Universität KonstanzExzellenzcluster: Kulturelle Grundlagen von Integration

Border Narratives in Transnational Areas

Western Ukraine, 19th and 20th centuries

Dr. Alexander Kratochvil, Katharina Schwitin

In collaboration with Dr. des. Renata Makarska and Dr. Annette Werberger (both Slavisches Seminar der Eberhard Karls Universität Tübingen)

Mentoring: Prof. Dr. Schamma Schahadat (Slavisches Seminar der Eberhard Karls Universität Tübingen)

Abstract

Preliminary work on this project has led to the conclusion that transnational areas, in contrast to their national counterparts, reveal a multitude of internal borders; in texts these become visible or are concealed, metaphorized, banished, or measured. In this context, Western Ukraine, with its many invisible and visible inner (religious, ethnic, etc.) border demarcations and its historical placement, can be considered a late nineteenth and early twentieth century borderland par excellence: one often described historically as a transitional zone to “barbarism” or the “east,” and later promoted to the ideal of a borderless culturalism.
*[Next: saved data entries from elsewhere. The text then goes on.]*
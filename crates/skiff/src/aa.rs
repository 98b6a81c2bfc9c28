//! Thin client for the account-abstraction surface: counterfactual account
//! addresses, user-operation construction/signing, and the bundler/paymaster
//! JSON-RPC endpoints. Validation and bundling semantics stay on the other
//! side of this boundary.

use crate::chains::evm::{compute_eip1559_fees, EvmChain};
use crate::config::{ACCOUNT_FACTORY, ACCOUNT_PROXY_INIT_CODE_HASH, ENTRY_POINT};
use alloy::{
    primitives::{aliases::U192, keccak256, Address, Bytes, B256, U256},
    signers::{local::PrivateKeySigner, SignerSync as _},
    sol,
    sol_types::{SolCall as _, SolValue as _},
};
use eyre::Context as _;
use serde_json::{json, Value};
use std::time::Duration;
use tokio::time::sleep;

const USER_OP_WAIT_TIMEOUT: Duration = Duration::from_secs(90);
const USER_OP_POLL_INTERVAL: Duration = Duration::from_millis(1500);

sol! {
    #[sol(rpc)]
    contract IEntryPoint {
        function getNonce(address sender, uint192 key) external view returns (uint256 nonce);
    }

    contract IAccountFactory {
        function createAccount(address owner, uint256 index) external returns (address);
    }

    contract ISmartAccount {
        function execute(address dest, uint256 value, bytes calldata func) external;
        function executeBatch(address[] calldata dest, uint256[] calldata value, bytes[] calldata func) external;
    }
}

/// A single inner call carried by a user operation.
#[derive(Debug, Clone)]
pub struct Call {
    pub to: Address,
    pub value: U256,
    pub data: Bytes,
}

/// Outcome of a user-operation submission. `tx_hash` is only present after
/// the bundler reports inclusion (i.e. when the caller waited).
#[derive(Debug, Clone)]
pub struct Submission {
    pub user_op_hash: B256,
    pub tx_hash: Option<B256>,
    pub confirmed: bool,
}

/// ERC-4337 v0.6 user operation with native field types. Converted to the
/// camelCase hex-quantity wire shape only at the RPC boundary.
#[derive(Debug, Clone)]
pub struct UserOp {
    pub sender: Address,
    pub nonce: U256,
    pub init_code: Bytes,
    pub call_data: Bytes,
    pub call_gas_limit: U256,
    pub verification_gas_limit: U256,
    pub pre_verification_gas: U256,
    pub max_fee_per_gas: U256,
    pub max_priority_fee_per_gas: U256,
    pub paymaster_and_data: Bytes,
    pub signature: Bytes,
}

impl UserOp {
    pub fn to_rpc_value(&self) -> Value {
        json!({
            "sender": self.sender.to_string(),
            "nonce": format!("0x{:x}", self.nonce),
            "initCode": self.init_code.to_string(),
            "callData": self.call_data.to_string(),
            "callGasLimit": format!("0x{:x}", self.call_gas_limit),
            "verificationGasLimit": format!("0x{:x}", self.verification_gas_limit),
            "preVerificationGas": format!("0x{:x}", self.pre_verification_gas),
            "maxFeePerGas": format!("0x{:x}", self.max_fee_per_gas),
            "maxPriorityFeePerGas": format!("0x{:x}", self.max_priority_fee_per_gas),
            "paymasterAndData": self.paymaster_and_data.to_string(),
            "signature": self.signature.to_string(),
        })
    }
}

/// The v0.6 user-operation hash: keccak over the packed op, the entry point
/// and the chain id. Computed locally so signing needs no extra round trip.
pub fn user_op_hash(op: &UserOp, entry_point: Address, chain_id: u64) -> B256 {
    let packed = (
        op.sender,
        op.nonce,
        keccak256(&op.init_code),
        keccak256(&op.call_data),
        op.call_gas_limit,
        op.verification_gas_limit,
        op.pre_verification_gas,
        op.max_fee_per_gas,
        op.max_priority_fee_per_gas,
        keccak256(&op.paymaster_and_data),
    )
        .abi_encode();
    keccak256((keccak256(packed), entry_point, U256::from(chain_id)).abi_encode())
}

/// Predict the account address offline, the same CREATE2 derivation the
/// factory performs on deployment.
pub fn counterfactual_address(owner: Address, index: U256) -> Address {
    let salt = keccak256((owner, index).abi_encode());
    ACCOUNT_FACTORY.create2(salt, ACCOUNT_PROXY_INIT_CODE_HASH)
}

fn parse_quantity(v: &Value) -> eyre::Result<U256> {
    match v {
        Value::String(s) => {
            let s = s.trim();
            if let Some(hexpart) = s.strip_prefix("0x") {
                U256::from_str_radix(hexpart, 16).context("parse hex quantity")
            } else {
                U256::from_str_radix(s, 10).context("parse decimal quantity")
            }
        }
        Value::Number(n) => {
            let u = n.as_u64().ok_or_else(|| eyre::eyre!("negative quantity"))?;
            Ok(U256::from(u))
        }
        _ => eyre::bail!("unexpected quantity shape: {v}"),
    }
}

fn parse_hash(v: &Value) -> eyre::Result<B256> {
    let s = v.as_str().ok_or_else(|| eyre::eyre!("expected hash string"))?;
    s.trim().parse().context("parse 32-byte hash")
}

/// Gas limits + paymaster data returned by `pm_sponsorUserOperation`.
#[derive(Debug, Clone)]
pub struct Sponsorship {
    pub paymaster_and_data: Bytes,
    pub pre_verification_gas: U256,
    pub verification_gas_limit: U256,
    pub call_gas_limit: U256,
}

/// JSON-RPC client for one bundler/paymaster endpoint.
#[derive(Debug, Clone)]
pub struct BundlerClient {
    url: String,
    client: reqwest::Client,
}

impl BundlerClient {
    pub fn new(url: String) -> eyre::Result<Self> {
        let client = reqwest::Client::builder()
            .timeout(Duration::from_secs(30))
            .build()
            .context("build bundler http client")?;
        Ok(Self { url, client })
    }

    async fn call(&self, method: &str, params: Value) -> eyre::Result<Value> {
        let body = json!({
            "jsonrpc": "2.0",
            "id": 1,
            "method": method,
            "params": params,
        });
        let resp = self
            .client
            .post(&self.url)
            .json(&body)
            .send()
            .await
            .with_context(|| format!("bundler rpc {method}"))?;
        let status = resp.status();
        let v: Value = resp
            .json()
            .await
            .with_context(|| format!("decode bundler response for {method}"))?;
        if let Some(err) = v.get("error") {
            let msg = err
                .get("message")
                .and_then(Value::as_str)
                .unwrap_or("unknown bundler error");
            eyre::bail!("bundler rejected {method}: {msg}");
        }
        if !status.is_success() {
            eyre::bail!("bundler http {status} for {method}");
        }
        v.get("result")
            .cloned()
            .ok_or_else(|| eyre::eyre!("bundler response missing result for {method}"))
    }

    pub async fn sponsor_user_operation(&self, op: &UserOp) -> eyre::Result<Sponsorship> {
        let result = self
            .call(
                "pm_sponsorUserOperation",
                json!([op.to_rpc_value(), ENTRY_POINT.to_string()]),
            )
            .await?;
        let pad = result
            .get("paymasterAndData")
            .and_then(Value::as_str)
            .ok_or_else(|| eyre::eyre!("paymaster response missing paymasterAndData"))?;
        Ok(Sponsorship {
            paymaster_and_data: pad.parse().context("parse paymasterAndData")?,
            pre_verification_gas: parse_quantity(
                result
                    .get("preVerificationGas")
                    .unwrap_or(&Value::String("0x0".into())),
            )?,
            verification_gas_limit: parse_quantity(
                result
                    .get("verificationGasLimit")
                    .unwrap_or(&Value::String("0x0".into())),
            )?,
            call_gas_limit: parse_quantity(
                result
                    .get("callGasLimit")
                    .unwrap_or(&Value::String("0x0".into())),
            )?,
        })
    }

    pub async fn send_user_operation(&self, op: &UserOp) -> eyre::Result<B256> {
        let result = self
            .call(
                "eth_sendUserOperation",
                json!([op.to_rpc_value(), ENTRY_POINT.to_string()]),
            )
            .await?;
        parse_hash(&result)
    }

    /// `None` while the op is still pending in the mempool.
    pub async fn get_user_operation_receipt(
        &self,
        user_op_hash: B256,
    ) -> eyre::Result<Option<(B256, bool)>> {
        let result = self
            .call(
                "eth_getUserOperationReceipt",
                json!([user_op_hash.to_string()]),
            )
            .await?;
        if result.is_null() {
            return Ok(None);
        }
        let success = result
            .get("success")
            .and_then(Value::as_bool)
            .unwrap_or(false);
        let tx_hash = result
            .get("receipt")
            .and_then(|r| r.get("transactionHash"))
            .map(parse_hash)
            .transpose()?
            .ok_or_else(|| eyre::eyre!("user op receipt missing transactionHash"))?;
        Ok(Some((tx_hash, success)))
    }
}

/// A configured smart account: owner signer, target chain, bundler binding
/// and the predicted account address. Built once per credential context.
#[derive(Debug, Clone)]
pub struct SmartAccount {
    owner: PrivateKeySigner,
    chain: EvmChain,
    index: U256,
    address: Address,
    bundler: BundlerClient,
}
The stories and novels examined in this project (the texts are in Polish, Ukrainian, Czech, Slovak, Yiddish and German and either were written between 1900 and 1930 or refer directly to that period) can actually only contain indigenous material through external demarcation, for instance from other nations, the colonies, exotic loci, the Orient), to a limited extent. As an everyday neighbor, the alien, colonized other is always present.